Write out exactly the lines from the start of the entries through the one that contains "The size of", including both.
=== Section Start ===
//! A sparse cumulative frequency index over `[0, max_ord)`.
//!
//! The index is a segment tree whose nodes are created on demand the first time an ordinal below
//! them is updated, so memory grows with the number of touched ordinals (times the tree depth)
//! rather than with `max_ord`. Nodes live in a single arena and refer to their children by
//! index; the root is always at index `0`, which doubles as the "no child" marker.

use crate::{Count, Ordinal};

/// Index of a node inside the arena.
type NodeId = u32;

/// Marks a missing child. The root is never anybody's child, so its index is free to reuse.
const NIL: NodeId = 0;

#[derive(Clone, Copy, Debug, Default)]
struct Node {
    /// The sum of the counts of all the ordinals covered by this node.
    sum: Count,
    left: NodeId,
    right: NodeId,
}

#[derive(Clone, Debug)]
pub struct FrequencyIndex {
    /// The size of the domain: ordinals are in `[0, max_ord)`.
    max_ord: Ordinal,

    nodes: Vec<Node>,
}

impl FrequencyIndex {
    /// Creates an empty index over `[0, max_ord)`.
    ///
    /// # Panics
    /// If `max_ord` is zero.
    pub fn new(max_ord: Ordinal) -> Self {
        assert!(max_ord > 0, "the domain of a frequency index can't be empty");
        Self {
            max_ord,
            nodes: vec![Node::default()],
        }
    }

    pub fn max_ord(&self) -> Ordinal {
        self.max_ord
    }

    /// Returns the number of allocated nodes.
    pub fn node_count(&self) -> usize {
        self.nodes.len()
    }

    /// Returns the sum of all counts.
    #[inline(always)]
    pub fn total(&self) -> Count {
        self.nodes[0].sum
    }

    /// Adds `delta` to the count of `ordinal`. A negative delta must not bring the count below
    /// zero.
    ///
    /// # Panics
    /// If the arena would need more than 2^32 nodes.
    pub fn update(&mut self, ordinal: Ordinal, delta: i64) {
        debug_assert!(ordinal < self.max_ord, "ordinal {ordinal} out of range");
        debug_assert!(delta >= 0 || self.count(ordinal) >= delta.unsigned_abs());

        let (mut lo, mut hi) = (0, self.max_ord);
        let mut node = 0_usize;

        loop {
            self.nodes[node].sum = self.nodes[node].sum.wrapping_add_signed(delta);
            if hi - lo == 1 {
                break;
            }
            let mid = lo + (hi - lo) / 2;
            let go_left = ordinal < mid;
            let child = match go_left {
                true => self.nodes[node].left,
                false => self.nodes[node].right,
            };
            let child = match child {
                NIL => self.alloc_child(node, go_left),
                id => id,
            };
            if go_left {
                hi = mid;
            } else {
                lo = mid;
            }
            node = child as usize;
        }
    }

    /// Returns the sum of the counts of all the ordinals `<= ordinal`.
    pub fn prefix_sum(&self, ordinal: Ordinal) -> Count {
        if ordinal >= self.max_ord - 1 {
            return self.total();
        }

        let (mut lo, mut hi) = (0, self.max_ord);
        let mut node = &self.nodes[0];
        let mut acc = 0;

        loop {
            if hi - lo == 1 {
                return acc + node.sum;
            }
            let mid = lo + (hi - lo) / 2;
            if ordinal < mid {
                if node.left == NIL {
                    return acc;
                }
                node = &self.nodes[node.left as usize];
                hi = mid;
            } else {
                if node.left != NIL {
                    acc += self.nodes[node.left as usize].sum;
                }
                if node.right == NIL {
                    return acc;
                }
                node = &self.nodes[node.right as usize];
                lo = mid;
            }
        }
    }

    /// Returns the sum of the counts of all the ordinals `< ordinal`.
    #[inline(always)]
    pub fn sum_below(&self, ordinal: Ordinal) -> Count {
        match ordinal {
            0 => 0,
            _ => self.prefix_sum(ordinal - 1),
        }
    }

    /// Returns the count of a single ordinal.
    pub fn count(&self, ordinal: Ordinal) -> Count {
        let (mut lo, mut hi) = (0, self.max_ord);
        let mut node = &self.nodes[0];

        while hi - lo > 1 {
            let mid = lo + (hi - lo) / 2;
            let child = if ordinal < mid {
                hi = mid;
                node.left
            } else {
                lo = mid;
                node.right
            };
            if child == NIL {
                return 0;
            }
            node = &self.nodes[child as usize];
        }
        node.sum
    }

    /// Returns the smallest ordinal whose prefix sum exceeds `position`, or `None` if `position`
    /// is not below the total.
    pub fn find(&self, position: Count) -> Option<Ordinal> {
        self.find_scaled(position, 0, 1)
    }

    /// Like [`find`](Self::find), but over the weights `base + scale · count(o)`, i.e. as if every
    /// ordinal carried an implicit extra weight of `base` and the counts were multiplied by
    /// `scale`.
    pub fn find_scaled(&self, mut position: Count, base: Count, scale: Count) -> Option<Ordinal> {
        let weight = |node: NodeId, width: Ordinal| -> Count {
            let sum = match node {
                NIL => 0,
                id => self.nodes[id as usize].sum,
            };
            base * width + scale * sum
        };

        if position >= base * self.max_ord + scale * self.total() {
            return None;
        }

        let (mut lo, mut hi) = (0, self.max_ord);
        let mut node = Some(0 as NodeId);

        while hi - lo > 1 {
            let Some(id) = node else {
                // untouched subtree: only the implicit weights are left
                return Some(lo + position / base);
            };
            let current = &self.nodes[id as usize];
            let mid = lo + (hi - lo) / 2;
            let left_weight = weight(current.left, mid - lo);
            let (next, went_left) = match position < left_weight {
                true => (current.left, true),
                false => (current.right, false),
            };
            if went_left {
                hi = mid;
            } else {
                position -= left_weight;
                lo = mid;
            }
            node = (next != NIL).then_some(next);
        }
        Some(lo)
    }

    /// Returns the `(ordinal, count)` pairs with a non-zero count, in increasing ordinal order.
    pub fn entries(&self) -> Vec<(Ordinal, Count)> {
        let mut entries = Vec::new();
        let mut stack = vec![(0 as NodeId, 0, self.max_ord)];

        while let Some((node, lo, hi)) = stack.pop() {
            let current = &self.nodes[node as usize];
            if current.sum == 0 {
                continue;
            }
            if hi - lo == 1 {
                entries.push((lo, current.sum));
                continue;
            }
            let mid = lo + (hi - lo) / 2;
            // right first, so that the left subtree is popped first
            if current.right != NIL {
                stack.push((current.right, mid, hi));
            }
            if current.left != NIL {
                stack.push((current.left, lo, mid));
            }
        }
        entries
    }

    fn alloc_child(&mut self, parent: usize, left: bool) -> NodeId {
        let id = NodeId::try_from(self.nodes.len()).expect("frequency index arena is full");
        self.nodes.push(Node::default());
        match left {
            true => self.nodes[parent].left = id,
            false => self.nodes[parent].right = id,
        }
        id
    }
}

#[cfg(test)]
mod tests {
    use super::*;

    fn dense_prefix(counts: &[Count], ordinal: usize) -> Count {
        counts[..=ordinal].iter().sum()
    }

    #[test]
    fn prefix_sums_match_a_dense_table() {
        let mut index = FrequencyIndex::new(37);
        let mut dense = vec![0; 37];
        for (ord, delta) in [(3, 5), (0, 1), (36, 2), (17, 4), (3, -2), (18, 1), (17, -4)] {
            index.update(ord, delta);
            dense[ord as usize] = (dense[ord as usize] as i64 + delta) as Count;
        }
        for ord in 0..37 {
            assert_eq!(index.prefix_sum(ord), dense_prefix(&dense, ord as usize), "ordinal {ord}");
            assert_eq!(index.count(ord), dense[ord as usize]);
        }
        assert_eq!(index.total(), dense.iter().sum::<Count>());
        assert_eq!(index.sum_below(0), 0);
        assert_eq!(index.entries(), vec![(0, 1), (3, 3), (18, 1), (36, 2)]);
    }

    #[test]
    fn prefix_sums_are_monotone_and_end_at_total() {
        let mut index = FrequencyIndex::new(1 << 10);
        for ord in (0..1 << 10).step_by(7) {
            index.update(ord, (ord % 5) as i64);
        }
        let mut last = 0;
        for ord in 0..1 << 10 {
            let sum = index.prefix_sum(ord);
            assert!(last <= sum);
            last = sum;
        }
        assert_eq!(index.prefix_sum((1 << 10) - 1), index.total());
    }

    #[test]
    fn huge_domain_stays_sparse() {
        let mut index = FrequencyIndex::new(1 << 32);
        index.update(0, 1);
        index.update((1 << 32) - 1, 3);
        index.update(1 << 31, 2);

        assert_eq!(index.total(), 6);
        assert_eq!(index.prefix_sum((1 << 31) - 1), 1);
        assert_eq!(index.prefix_sum(1 << 31), 3);
        assert_eq!(index.count((1 << 32) - 1), 3);
        // every update walks at most 33 levels
        assert!(index.node_count() <= 1 + 3 * 32);
    }

    #[test]
    fn find_inverts_prefix_sums() {
        let mut index = FrequencyIndex::new(100);
        index.update(10, 3);
        index.update(11, 1);
        index.update(90, 2);

        assert_eq!(index.find(0), Some(10));
        assert_eq!(index.find(2), Some(10));
        assert_eq!(index.find(3), Some(11));
        assert_eq!(index.find(4), Some(90));
        assert_eq!(index.find(5), Some(90));
        assert_eq!(index.find(6), None);
    }

    #[test]
    fn find_scaled_accounts_for_implicit_weights() {
        let mut index = FrequencyIndex::new(8);
        index.update(2, 1);
        // weights with base 1 and scale 3: [1, 1, 4, 1, 1, 1, 1, 1], total 11
        let expected = [0, 1, 2, 2, 2, 2, 3, 4, 5, 6, 7];
        for (position, ordinal) in expected.iter().enumerate() {
            assert_eq!(index.find_scaled(position as Count, 1, 3), Some(*ordinal));
        }
        assert_eq!(index.find_scaled(11, 1, 3), None);

        let empty = FrequencyIndex::new(1 << 32);
        assert_eq!(empty.find_scaled(12345, 1, 1), Some(12345));
    }
}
=== Section End ===
:: EXERCISE RESULT ::
//! A sparse cumulative frequency index over `[0, max_ord)`.
//!
//! The index is a segment tree whose nodes are created on demand the first time an ordinal below
//! them is updated, so memory grows with the number of touched ordinals (times the tree depth)
//! rather than with `max_ord`. Nodes live in a single arena and refer to their children by
//! index; the root is always at index `0`, which doubles as the "no child" marker.

use crate::{Count, Ordinal};

/// Index of a node inside the arena.
type NodeId = u32;

/// Marks a missing child. The root is never anybody's child, so its index is free to reuse.
const NIL: NodeId = 0;

#[derive(Clone, Copy, Debug, Default)]
struct Node {
    /// The sum of the counts of all the ordinals covered by this node.
    sum: Count,
    left: NodeId,
    right: NodeId,
}

#[derive(Clone, Debug)]
pub struct FrequencyIndex {
    /// The size of the domain: ordinals are in `[0, max_ord)`.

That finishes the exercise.